Using the data beneath, show every line that includes the word "struct".

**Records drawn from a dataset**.

- - - - -

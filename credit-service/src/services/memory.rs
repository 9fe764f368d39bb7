//! In-process backend.
//!
//! A transaction holds the store-wide async mutex from `begin` until it is
//! committed or dropped, so every transaction is serializable. Its writes
//! are buffered and only applied on commit; a dropped transaction leaves no
//! trace. Used by tests and by deployments that run without PostgreSQL.

use crate::error::CreditError;
use crate::models::{
    Account, AuditRecord, ConfigOwner, EntryKind, EntrySide, LedgerEntry, ListAuditFilter,
    NewAccount, NewAuditRecord, NewLedgerEntry, NewProviderConfig, ProviderConfig, ServiceType,
    UpdateProviderConfig, UserRole, UserStatus, MAX_DESCRIPTION_CHARS,
};
use crate::services::store::{CreditStore, StoreTransaction};
use async_trait::async_trait;
use chrono::Utc;
use std::collections::btree_map::Entry;
use std::collections::BTreeMap;
use std::sync::Arc;
use tokio::sync::{Mutex, OwnedMutexGuard};

#[derive(Debug, Default)]
struct MemoryState {
    accounts: BTreeMap<i64, Account>,
    entries: Vec<LedgerEntry>,
    audit_records: Vec<AuditRecord>,
    configs: Vec<ProviderConfig>,
    next_entry_id: i64,
    next_audit_id: i64,
    next_config_id: i64,
}

impl MemoryState {
    fn find_reservation_entry(&self, reference_id: &str, side: EntrySide) -> Option<LedgerEntry> {
        latest_reservation_entry(&self.entries, reference_id, side)
    }
}

fn latest_reservation_entry(
    entries: &[LedgerEntry],
    reference_id: &str,
    side: EntrySide,
) -> Option<LedgerEntry> {
    entries
        .iter()
        .rev()
        .find(|e| e.reference_id.as_deref() == Some(reference_id) && side.matches(e.amount))
        .cloned()
}

/// In-memory credit store.
#[derive(Clone, Default)]
pub struct MemoryStore {
    state: Arc<Mutex<MemoryState>>,
}

impl MemoryStore {
    pub fn new() -> Self {
        Self::default()
    }

    /// Seed an account with an opening balance, recorded as a recharge entry
    /// so the balance still equals the sum of the account's entries.
    pub async fn seed_account(&self, input: &NewAccount, balance: i64) -> Account {
        let mut state = self.state.lock().await;
        let now = Utc::now();
        let account = Account {
            user_id: input.user_id,
            balance,
            status: input.status,
            role: input.role,
            created_utc: now,
            updated_utc: now,
        };
        state.accounts.insert(input.user_id, account.clone());
        if balance != 0 {
            state.next_entry_id += 1;
            let entry_id = state.next_entry_id;
            state.entries.push(LedgerEntry {
                entry_id,
                user_id: input.user_id,
                amount: balance,
                kind: EntryKind::Recharge,
                reference_id: None,
                service_type: None,
                model: None,
                description: Some("opening balance".to_string()),
                created_utc: now,
            });
        }
        account
    }
}

#[async_trait]
impl CreditStore for MemoryStore {
    async fn begin(&self) -> Result<Box<dyn StoreTransaction>, CreditError> {
        let guard = self.state.clone().lock_owned().await;
        Ok(Box::new(MemoryTransaction {
            guard,
            accounts: BTreeMap::new(),
            entries: Vec::new(),
            audit_records: Vec::new(),
        }))
    }

    async fn health_check(&self) -> Result<(), CreditError> {
        Ok(())
    }

    async fn create_account(&self, input: &NewAccount) -> Result<Account, CreditError> {
        let mut state = self.state.lock().await;
        if state.accounts.contains_key(&input.user_id) {
            return Err(CreditError::Database(anyhow::anyhow!(
                "Account for user {} already exists",
                input.user_id
            )));
        }
        let now = Utc::now();
        let account = Account {
            user_id: input.user_id,
            balance: 0,
            status: input.status,
            role: input.role,
            created_utc: now,
            updated_utc: now,
        };
        state.accounts.insert(input.user_id, account.clone());
        Ok(account)
    }

    async fn get_account(&self, user_id: i64) -> Result<Option<Account>, CreditError> {
        Ok(self.state.lock().await.accounts.get(&user_id).cloned())
    }

    async fn list_accounts(
        &self,
        limit: i64,
        offset: i64,
    ) -> Result<(Vec<Account>, i64), CreditError> {
        let state = self.state.lock().await;
        let total = state.accounts.len() as i64;
        let mut accounts: Vec<Account> = state.accounts.values().cloned().collect();
        accounts.sort_by(|a, b| {
            b.created_utc
                .cmp(&a.created_utc)
                .then(b.user_id.cmp(&a.user_id))
        });
        Ok((paginate(accounts, limit, offset), total))
    }

    async fn list_entries(
        &self,
        user_id: Option<i64>,
        limit: i64,
        offset: i64,
    ) -> Result<(Vec<LedgerEntry>, i64), CreditError> {
        let state = self.state.lock().await;
        let matching: Vec<LedgerEntry> = state
            .entries
            .iter()
            .rev()
            .filter(|e| user_id.map_or(true, |id| e.user_id == id))
            .cloned()
            .collect();
        let total = matching.len() as i64;
        Ok((paginate(matching, limit, offset), total))
    }

    async fn find_reservation_entry(
        &self,
        reference_id: &str,
        side: EntrySide,
    ) -> Result<Option<LedgerEntry>, CreditError> {
        Ok(self
            .state
            .lock()
            .await
            .find_reservation_entry(reference_id, side))
    }

    async fn list_audit_records(
        &self,
        filter: &ListAuditFilter,
        limit: i64,
        offset: i64,
    ) -> Result<(Vec<AuditRecord>, i64), CreditError> {
        let state = self.state.lock().await;
        let matching: Vec<AuditRecord> = state
            .audit_records
            .iter()
            .rev()
            .filter(|r| filter.matches(r))
            .cloned()
            .collect();
        let total = matching.len() as i64;
        Ok((paginate(matching, limit, offset), total))
    }

    async fn create_config(
        &self,
        owner: ConfigOwner,
        input: &NewProviderConfig,
    ) -> Result<ProviderConfig, CreditError> {
        let mut state = self.state.lock().await;
        state.next_config_id += 1;
        let now = Utc::now();
        let config = ProviderConfig {
            config_id: state.next_config_id,
            owner,
            service_type: input.service_type,
            provider: input.provider.clone(),
            name: input.name.clone(),
            base_url: input.base_url.clone(),
            secret: input.secret.clone(),
            models: input.models.clone(),
            priority: input.priority,
            is_default: input.is_default,
            is_active: input.is_active,
            credit_cost: input.credit_cost,
            settings: input.settings.clone(),
            created_utc: now,
            updated_utc: now,
        };
        state.configs.push(config.clone());
        Ok(config)
    }

    async fn list_configs(
        &self,
        owner: ConfigOwner,
        service_type: Option<ServiceType>,
        active_only: bool,
    ) -> Result<Vec<ProviderConfig>, CreditError> {
        let state = self.state.lock().await;
        let mut configs: Vec<ProviderConfig> = state
            .configs
            .iter()
            .filter(|c| c.owner == owner)
            .filter(|c| service_type.map_or(true, |st| c.service_type == st))
            .filter(|c| !active_only || c.is_active)
            .cloned()
            .collect();
        configs.sort_by(|a, b| {
            b.priority
                .cmp(&a.priority)
                .then(a.config_id.cmp(&b.config_id))
        });
        Ok(configs)
    }

    async fn update_config(
        &self,
        owner: ConfigOwner,
        config_id: i64,
        patch: &UpdateProviderConfig,
    ) -> Result<Option<ProviderConfig>, CreditError> {
        let mut state = self.state.lock().await;
        let Some(config) = state
            .configs
            .iter_mut()
            .find(|c| c.config_id == config_id && c.owner == owner)
        else {
            return Ok(None);
        };
        patch.apply_to(config);
        config.updated_utc = Utc::now();
        Ok(Some(config.clone()))
    }

    async fn delete_config(&self, owner: ConfigOwner, config_id: i64) -> Result<bool, CreditError> {
        let mut state = self.state.lock().await;
        let before = state.configs.len();
        state
            .configs
            .retain(|c| !(c.config_id == config_id && c.owner == owner));
        Ok(state.configs.len() < before)
    }
}

fn paginate<T>(items: Vec<T>, limit: i64, offset: i64) -> Vec<T> {
    items
        .into_iter()
        .skip(offset.max(0) as usize)
        .take(limit.max(0) as usize)
        .collect()
}

/// Transaction holding the store lock. Touched accounts and new rows are
/// buffered here and applied to the shared state on commit.
pub struct MemoryTransaction {
    guard: OwnedMutexGuard<MemoryState>,
    accounts: BTreeMap<i64, Account>,
    entries: Vec<LedgerEntry>,
    audit_records: Vec<AuditRecord>,
}

impl MemoryTransaction {
    fn account_mut(&mut self, user_id: i64) -> Result<&mut Account, CreditError> {
        match self.accounts.entry(user_id) {
            Entry::Occupied(slot) => Ok(slot.into_mut()),
            Entry::Vacant(slot) => {
                let account = self
                    .guard
                    .accounts
                    .get(&user_id)
                    .cloned()
                    .ok_or_else(|| CreditError::NotFound(format!("account {}", user_id)))?;
                Ok(slot.insert(account))
            }
        }
    }

    fn reservation_entry(&self, reference_id: &str, side: EntrySide) -> Option<LedgerEntry> {
        latest_reservation_entry(&self.entries, reference_id, side)
            .or_else(|| self.guard.find_reservation_entry(reference_id, side))
    }
}

#[async_trait]
impl StoreTransaction for MemoryTransaction {
    async fn lock_account(&mut self, user_id: i64) -> Result<Option<Account>, CreditError> {
        Ok(self
            .accounts
            .get(&user_id)
            .or_else(|| self.guard.accounts.get(&user_id))
            .cloned())
    }

    async fn set_balance(&mut self, user_id: i64, balance: i64) -> Result<(), CreditError> {
        if balance < 0 {
            return Err(CreditError::Database(anyhow::anyhow!(
                "balance check constraint violated for user {}",
                user_id
            )));
        }
        let account = self.account_mut(user_id)?;
        account.balance = balance;
        account.updated_utc = Utc::now();
        Ok(())
    }

    async fn set_status(&mut self, user_id: i64, status: UserStatus) -> Result<(), CreditError> {
        let account = self.account_mut(user_id)?;
        account.status = status;
        account.updated_utc = Utc::now();
        Ok(())
    }

    async fn set_role(&mut self, user_id: i64, role: UserRole) -> Result<(), CreditError> {
        let account = self.account_mut(user_id)?;
        account.role = role;
        account.updated_utc = Utc::now();
        Ok(())
    }

    async fn insert_entry(&mut self, entry: NewLedgerEntry) -> Result<LedgerEntry, CreditError> {
        // Same width as the description column.
        if let Some(description) = entry.description.as_deref() {
            if description.chars().count() > MAX_DESCRIPTION_CHARS {
                return Err(CreditError::Database(anyhow::anyhow!(
                    "value too long for ledger entry description ({} chars)",
                    description.chars().count()
                )));
            }
        }

        if let Some(reference_id) = entry.reference_id.as_deref() {
            let side = if entry.amount < 0 {
                EntrySide::Debit
            } else {
                EntrySide::Credit
            };
            if self.reservation_entry(reference_id, side).is_some() {
                return Err(CreditError::Database(anyhow::anyhow!(
                    "Duplicate ledger entry for reference {:?}",
                    entry.reference_id
                )));
            }
        }

        let created = LedgerEntry {
            entry_id: self.guard.next_entry_id + self.entries.len() as i64 + 1,
            user_id: entry.user_id,
            amount: entry.amount,
            kind: entry.kind,
            reference_id: entry.reference_id,
            service_type: entry.service_type,
            model: entry.model,
            description: entry.description,
            created_utc: Utc::now(),
        };
        self.entries.push(created.clone());
        Ok(created)
    }

    async fn insert_audit(&mut self, record: NewAuditRecord) -> Result<AuditRecord, CreditError> {
        let created = AuditRecord {
            audit_id: self.guard.next_audit_id + self.audit_records.len() as i64 + 1,
            actor_id: record.actor_id,
            action: record.action,
            target_type: record.target_type,
            target_id: record.target_id,
            before_json: record.before_json,
            after_json: record.after_json,
            ip: record.ip,
            user_agent: record.user_agent,
            created_utc: Utc::now(),
        };
        self.audit_records.push(created.clone());
        Ok(created)
    }

    async fn find_reservation_entry(
        &mut self,
        reference_id: &str,
        side: EntrySide,
    ) -> Result<Option<LedgerEntry>, CreditError> {
        Ok(self.reservation_entry(reference_id, side))
    }

    async fn commit(self: Box<Self>) -> Result<(), CreditError> {
        let MemoryTransaction {
            mut guard,
            accounts,
            entries,
            audit_records,
        } = *self;

        if let Some(last) = entries.last() {
            guard.next_entry_id = last.entry_id;
        }
        if let Some(last) = audit_records.last() {
            guard.next_audit_id = last.audit_id;
        }
        guard.accounts.extend(accounts);
        guard.entries.extend(entries);
        guard.audit_records.extend(audit_records);
        Ok(())
    }
}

- - - - -

**RESPONSE TO THE EXERCISE**.
struct MemoryState {
pub struct MemoryStore {
pub struct MemoryTransaction {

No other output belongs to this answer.